A very interesting book called Layered Money that I’m reading traces the evolution of money through time. In the very earliest days of commerce, there was no money – only the barter system. If I had potatoes from my farm, but desperately wanted cotton, then all I could do was to offer my potatoes and hope the cotton farmer wanted some. Of course potatoes were important (still are), but there could be a limit to how many potatoes a cotton farmer could eat.
So people devised ways to get around this. In the earliest days, money wasn’t coins or paper as we know it today. It was mostly seashells. Big and shiny meant richer and wealthier. But of course not everyone lived near a beach, and so that had to change. Iron pieces were then used too – for quite a while. And then unsurprisingly, silver and gold came along the way. People with a lot of gold and silver even today are considered rich.

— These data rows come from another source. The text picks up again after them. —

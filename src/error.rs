//! Fatal errors and non-fatal reconstruction warnings.

use std::fmt;

use crate::events::{GaitEventKind, Limb};

/// Result type alias for the reconstruction core.
pub type Result<T> = std::result::Result<T, Error>;

/// Fatal conditions. Any of these aborts the trial being processed, and
/// only that trial.
#[derive(Debug, thiserror::Error)]
pub enum Error {
    /// Unreadable, truncated or inconsistent capture file.
    #[error("malformed capture: {0}")]
    MalformedCapture(String),

    /// A marker needed by the model is missing for too large a share of
    /// the trial.
    #[error("insufficient data for marker {marker}: {unresolved} of {total} frames unresolved")]
    InsufficientData {
        marker: String,
        unresolved: usize,
        total: usize,
    },

    /// Segment or joint definitions that cannot be used.
    #[error("invalid model: {0}")]
    InvalidModel(String),

    /// Stage parameters outside their usable range.
    #[error("invalid configuration: {0}")]
    InvalidConfig(String),

    /// Processing of the trial panicked; the message is the panic payload.
    #[error("processing aborted: {0}")]
    Aborted(String),

    #[error("IO error: {0}")]
    Io(#[from] std::io::Error),
}

impl Error {
    pub(crate) fn malformed(msg: impl Into<String>) -> Self {
        Error::MalformedCapture(msg.into())
    }
}

/// Why a segment pose could not be estimated.
#[derive(Debug, Clone, Copy, PartialEq, Eq)]
pub enum UnresolvedReason {
    /// Fewer visible markers than the configured minimum.
    TooFewMarkers(usize),
    /// Enough markers, but (nearly) on a line.
    Collinear,
}

impl fmt::Display for UnresolvedReason {
    fn fmt(&self, f: &mut fmt::Formatter<'_>) -> fmt::Result {
        match self {
            UnresolvedReason::TooFewMarkers(n) => write!(f, "{} visible markers", n),
            UnresolvedReason::Collinear => write!(f, "collinear markers"),
        }
    }
}

/// Non-fatal conditions, kept on the reconstruction so a caller can audit
/// confidence per frame, segment and joint.
///
/// Frame ranges are inclusive.
#[derive(Debug, Clone, PartialEq)]
pub enum Warning {
    /// A gap too long (or at the trial edge) to interpolate.
    UnresolvedGap {
        marker: String,
        start: usize,
        end: usize,
    },
    /// A run of frames without a segment pose.
    UnresolvedPose {
        segment: String,
        start: usize,
        end: usize,
        reason: UnresolvedReason,
    },
    /// A resolved pose whose RMS residual exceeds the configured threshold.
    LowConfidenceFit {
        segment: String,
        frame: usize,
        rms_mm: f64,
    },
    /// An event dropped to keep heel-strike/toe-off alternating.
    AmbiguousEventSequence {
        limb: Limb,
        kind: GaitEventKind,
        frame: usize,
    },
    /// The heel marker was not usable, the foot segment was used instead.
    EventSignalFallback { limb: Limb, source: String },
}

impl fmt::Display for Warning {
    fn fmt(&self, f: &mut fmt::Formatter<'_>) -> fmt::Result {
        match self {
            Warning::UnresolvedGap { marker, start, end } => {
                write!(f, "unresolved gap in {} (frames {}-{})", marker, start, end)
            }
            Warning::UnresolvedPose {
                segment,
                start,
                end,
                reason,
            } => write!(
                f,
                "unresolved pose for {} (frames {}-{}): {}",
                segment, start, end, reason
            ),
            Warning::LowConfidenceFit {
                segment,
                frame,
                rms_mm,
            } => write!(
                f,
                "low confidence fit for {} at frame {} (rms {:.2} mm)",
                segment, frame, rms_mm
            ),
            Warning::AmbiguousEventSequence { limb, kind, frame } => write!(
                f,
                "ambiguous event sequence for {:?} limb, dropped {:?} at frame {}",
                limb, kind, frame
            ),
            Warning::EventSignalFallback { limb, source } => {
                write!(f, "{:?} limb events detected from {}", limb, source)
            }
        }
    }
}
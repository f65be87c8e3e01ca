//! The in-memory trial and the layers later stages attach to it.

use std::time::SystemTime;

use crate::error::{Error, Result, Warning};
use crate::events::EventLayer;
use crate::kinematics::AngleLayer;
use crate::markers::{Marker, MarkerSet};
use crate::segment::PoseLayer;
use crate::trajectory::TrajectoryLayer;
use crate::Position;

/// Descriptive fields of a recording.
#[derive(Debug, Clone, Default, PartialEq)]
pub struct TrialMetadata {
    pub subject_id: Option<String>,
    pub trial_id: Option<String>,
    pub capture_time: Option<SystemTime>,
    /// First frame number as stored in the capture header (1-based).
    pub first_frame: usize,
    /// Units the capture was recorded in, before normalising to mm.
    pub native_units: String,
}

/// One time sample. Positions are in millimetres, indexed by column of
/// the trial's [`MarkerSet`]; `None` means occluded.
#[derive(Debug, Clone, PartialEq)]
pub struct Frame {
    pub index: usize,
    pub timestamp: f64,
    positions: Vec<Option<Position>>,
}

impl Frame {
    pub fn positions(&self) -> &[Option<Position>] {
        &self.positions
    }

    pub fn position(&self, column: usize) -> Option<Position> {
        self.positions.get(column).copied().flatten()
    }

    pub fn is_valid(&self, column: usize) -> bool {
        self.position(column).is_some()
    }

    /// Columns with a reading in this frame.
    pub fn valid_columns(&self) -> impl Iterator<Item = usize> + '_ {
        self.positions
            .iter()
            .enumerate()
            .filter(|(_, p)| p.is_some())
            .map(|(i, _)| i)
    }
}

/// One recorded walking session, as decoded from the capture.
#[derive(Debug, Clone, PartialEq)]
pub struct Trial {
    pub metadata: TrialMetadata,
    frame_rate: f64,
    markers: MarkerSet,
    frames: Vec<Frame>,
}

impl Trial {
    /// Builds a trial from rows of per-column positions (mm).
    pub fn new(
        metadata: TrialMetadata,
        frame_rate: f64,
        labels: Vec<String>,
        rows: Vec<Vec<Option<Position>>>,
    ) -> Result<Trial> {
        if !(frame_rate.is_finite() && frame_rate > 0.0) {
            return Err(Error::malformed(format!("invalid frame rate {}", frame_rate)));
        }
        let markers = MarkerSet::new(labels)?;
        let mut frames = Vec::with_capacity(rows.len());
        for (index, positions) in rows.into_iter().enumerate() {
            if positions.len() != markers.len() {
                return Err(Error::malformed(format!(
                    "frame {} has {} positions, expected {}",
                    index,
                    positions.len(),
                    markers.len()
                )));
            }
            frames.push(Frame {
                index,
                timestamp: index as f64 / frame_rate,
                positions,
            });
        }
        Ok(Trial {
            metadata,
            frame_rate,
            markers,
            frames,
        })
    }

    pub fn frame_rate(&self) -> f64 {
        self.frame_rate
    }

    pub fn frame_count(&self) -> usize {
        self.frames.len()
    }

    /// Duration in seconds.
    pub fn duration(&self) -> f64 {
        self.frames.len() as f64 / self.frame_rate
    }

    pub fn markers(&self) -> &MarkerSet {
        &self.markers
    }

    pub fn labels(&self) -> &[String] {
        self.markers.labels()
    }

    pub fn frames(&self) -> &[Frame] {
        &self.frames
    }

    /// Position of a known marker in a frame.
    pub fn position(&self, marker: Marker, frame: usize) -> Option<Position> {
        let column = self.markers.index_of(marker)?;
        self.frames.get(frame)?.position(column)
    }

    /// The raw series of one column.
    pub fn column(&self, column: usize) -> Vec<Option<Position>> {
        self.frames.iter().map(|f| f.position(column)).collect()
    }
}

/// A trial plus every layer derived from it.
///
/// Layers are attached once, in pipeline order, and never modified, so a
/// failing later stage leaves the earlier ones intact.
#[derive(Debug, Clone)]
pub struct Reconstruction {
    trial: Trial,
    trajectories: Option<TrajectoryLayer>,
    poses: Option<PoseLayer>,
    angles: Option<AngleLayer>,
    events: Option<EventLayer>,
    diagnostics: Vec<Warning>,
}

impl Reconstruction {
    pub fn new(trial: Trial) -> Reconstruction {
        Reconstruction {
            trial,
            trajectories: None,
            poses: None,
            angles: None,
            events: None,
            diagnostics: Vec::new(),
        }
    }

    pub fn trial(&self) -> &Trial {
        &self.trial
    }

    pub fn trajectories(&self) -> Option<&TrajectoryLayer> {
        self.trajectories.as_ref()
    }

    pub fn poses(&self) -> Option<&PoseLayer> {
        self.poses.as_ref()
    }

    pub fn angles(&self) -> Option<&AngleLayer> {
        self.angles.as_ref()
    }

    pub fn events(&self) -> Option<&EventLayer> {
        self.events.as_ref()
    }

    pub fn diagnostics(&self) -> &[Warning] {
        &self.diagnostics
    }

    pub(crate) fn attach_trajectories(&mut self, layer: TrajectoryLayer, warnings: Vec<Warning>) {
        debug_assert!(self.trajectories.is_none());
        self.trajectories.get_or_insert(layer);
        self.diagnostics.extend(warnings);
    }

    pub(crate) fn attach_poses(&mut self, layer: PoseLayer, warnings: Vec<Warning>) {
        debug_assert!(self.poses.is_none());
        self.poses.get_or_insert(layer);
        self.diagnostics.extend(warnings);
    }

    pub(crate) fn attach_angles(&mut self, layer: AngleLayer) {
        debug_assert!(self.angles.is_none());
        self.angles.get_or_insert(layer);
    }

    pub(crate) fn attach_events(&mut self, layer: EventLayer, warnings: Vec<Warning>) {
        debug_assert!(self.events.is_none());
        self.events.get_or_insert(layer);
        self.diagnostics.extend(warnings);
    }
}

#[cfg(test)]
mod tests {
    use super::*;

    fn p(x: f64) -> Option<Position> {
        Some(Position::new(x, 0.0, 0.0))
    }

    #[test]
    fn timestamps_follow_frame_rate() {
        let trial = Trial::new(
            TrialMetadata::default(),
            100.0,
            vec!["LASI".to_string()],
            vec![vec![p(0.0)], vec![None], vec![p(2.0)]],
        )
        .unwrap();
        assert_eq!(trial.frame_count(), 3);
        assert!((trial.frames()[2].timestamp - 0.02).abs() < 1e-12);
        assert_eq!(trial.position(Marker::Lasi, 1), None);
        assert_eq!(trial.position(Marker::Lasi, 2), p(2.0));
        assert_eq!(trial.position(Marker::Rasi, 0), None);
    }

    #[test]
    fn ragged_rows_are_rejected() {
        let trial = Trial::new(
            TrialMetadata::default(),
            100.0,
            vec!["LASI".to_string(), "RASI".to_string()],
            vec![vec![p(0.0), p(1.0)], vec![p(0.0)]],
        );
        assert!(matches!(trial, Err(Error::MalformedCapture(_))));
    }

    #[test]
    fn zero_frame_rate_is_rejected() {
        let trial = Trial::new(TrialMetadata::default(), 0.0, vec![], vec![]);
        assert!(trial.is_err());
    }
}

Alongside that wealth, came human ego. Coins were introduced, and standardized in design and weight. And then coins were embossed with the faces of the kings and queens of the time. Currency notes too had the same features. Many rulers would kill and plunder simply to change the faces on them coins and notes. It was a matter of great personal pride. Coins from hundreds of years ago – of perhaps the greatest kings that ever lived in those times – are but worthless now. That face – completely unrecognizable and irrelevant to those born today.
And now we have digital currencies, like Bitcoins and Ether. Even these aren’t as individualistic as their creators would want them to be, because there are over 9500 cryptocurrencies. And anyone with coding knowledge, can create a new one. Time takes care of all egos.